Saved entries

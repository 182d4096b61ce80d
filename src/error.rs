// HTTP API Error Types
use axum::{extract::rejection::JsonRejection, http::StatusCode, response::IntoResponse, Json};
use serde_json::{json, Value};
use std::collections::HashMap;

use crate::services::ServiceError;
use crate::store::StoreError;

/// HTTP API error with appropriate status codes and client-friendly messages
#[derive(Debug)]
pub enum ApiError {
    // 400 Bad Request
    BadRequest(String),
    ValidationError {
        message: String,
        field_errors: HashMap<String, String>,
    },
    InvalidJson(String),

    // 401 Unauthorized
    Unauthorized(String),

    // 403 Forbidden (also used for name collisions)
    Forbidden(String),

    // 404 Not Found
    NotFound(String),

    // 500 Internal Server Error
    InternalServerError(String),

    // 503 Service Unavailable
    ServiceUnavailable(String),
}

impl ApiError {
    pub fn status_code(&self) -> StatusCode {
        match self {
            ApiError::BadRequest(_) => StatusCode::BAD_REQUEST,
            ApiError::ValidationError { .. } => StatusCode::BAD_REQUEST,
            ApiError::InvalidJson(_) => StatusCode::BAD_REQUEST,
            ApiError::Unauthorized(_) => StatusCode::UNAUTHORIZED,
            ApiError::Forbidden(_) => StatusCode::FORBIDDEN,
            ApiError::NotFound(_) => StatusCode::NOT_FOUND,
            ApiError::InternalServerError(_) => StatusCode::INTERNAL_SERVER_ERROR,
            ApiError::ServiceUnavailable(_) => StatusCode::SERVICE_UNAVAILABLE,
        }
    }

    /// Get client-safe error message
    pub fn message(&self) -> &str {
        match self {
            ApiError::BadRequest(msg) => msg,
            ApiError::ValidationError { message, .. } => message,
            ApiError::InvalidJson(msg) => msg,
            ApiError::Unauthorized(msg) => msg,
            ApiError::Forbidden(msg) => msg,
            ApiError::NotFound(msg) => msg,
            ApiError::InternalServerError(msg) => msg,
            ApiError::ServiceUnavailable(msg) => msg,
        }
    }

    /// Envelope body: `data` carries the detail, `message` the short reason
    pub fn to_json(&self) -> Value {
        let status = self.status_code();
        let data = match self {
            ApiError::ValidationError { field_errors, .. } => json!({
                "message": self.message(),
                "field_errors": field_errors,
            }),
            _ => json!(self.message()),
        };

        json!({
            "status": status.as_u16(),
            "data": data,
            "message": status.canonical_reason().unwrap_or("Error"),
        })
    }
}

impl ApiError {
    pub fn bad_request(message: impl Into<String>) -> Self {
        ApiError::BadRequest(message.into())
    }

    pub fn validation_error(
        message: impl Into<String>,
        field_errors: HashMap<String, String>,
    ) -> Self {
        ApiError::ValidationError {
            message: message.into(),
            field_errors,
        }
    }

    pub fn invalid_json(message: impl Into<String>) -> Self {
        ApiError::InvalidJson(message.into())
    }

    pub fn unauthorized(message: impl Into<String>) -> Self {
        ApiError::Unauthorized(message.into())
    }

    pub fn forbidden(message: impl Into<String>) -> Self {
        ApiError::Forbidden(message.into())
    }

    pub fn not_found(message: impl Into<String>) -> Self {
        ApiError::NotFound(message.into())
    }

    pub fn internal_server_error(message: impl Into<String>) -> Self {
        ApiError::InternalServerError(message.into())
    }

    pub fn service_unavailable(message: impl Into<String>) -> Self {
        ApiError::ServiceUnavailable(message.into())
    }
}

impl From<StoreError> for ApiError {
    fn from(err: StoreError) -> Self {
        match err {
            StoreError::DuplicateKey(detail) => {
                ApiError::forbidden(format!("Record already exists: {}", detail))
            }
            StoreError::Connection(msg) => {
                tracing::error!("Store connection error: {}", msg);
                ApiError::service_unavailable("Database temporarily unavailable")
            }
            StoreError::Validation(msg) => ApiError::bad_request(msg),
            StoreError::Unsupported(op) => {
                tracing::error!("Store does not support {}", op);
                ApiError::internal_server_error("An error occurred while processing your request")
            }
            StoreError::Backend(msg) => {
                // Don't expose driver errors to clients
                tracing::error!("Store error: {}", msg);
                ApiError::internal_server_error("Database error occurred")
            }
        }
    }
}

impl From<ServiceError> for ApiError {
    fn from(err: ServiceError) -> Self {
        match err {
            ServiceError::NotFound { .. } => ApiError::not_found(err.to_string()),
            ServiceError::AlreadyExists { .. } => ApiError::forbidden(err.to_string()),
            ServiceError::UnknownFields { label, ref fields } => {
                let field_errors = fields
                    .iter()
                    .map(|f| (f.clone(), format!("{} has no mutable field '{}'", label, f)))
                    .collect();
                ApiError::validation_error("Unknown fields in patch", field_errors)
            }
            ServiceError::InvalidRecord { .. } => ApiError::bad_request(err.to_string()),
            ServiceError::Decode { .. } => {
                tracing::error!("{}", err);
                ApiError::internal_server_error("Stored record could not be read")
            }
            ServiceError::Store(store_err) => store_err.into(),
        }
    }
}

impl From<JsonRejection> for ApiError {
    fn from(rejection: JsonRejection) -> Self {
        ApiError::invalid_json(rejection.body_text())
    }
}

impl std::fmt::Display for ApiError {
    fn fmt(&self, f: &mut std::fmt::Formatter<'_>) -> std::fmt::Result {
        write!(f, "{}", self.message())
    }
}

impl std::error::Error for ApiError {}

impl IntoResponse for ApiError {
    fn into_response(self) -> axum::response::Response {
        (self.status_code(), Json(self.to_json())).into_response()
    }
}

**Work instructions**: Pick every line of the data that includes the string "InternalServerError".

**Response area**:
    InternalServerError(String),
            ApiError::InternalServerError(_) => StatusCode::INTERNAL_SERVER_ERROR,
            ApiError::InternalServerError(msg) => msg,
        ApiError::InternalServerError(message.into())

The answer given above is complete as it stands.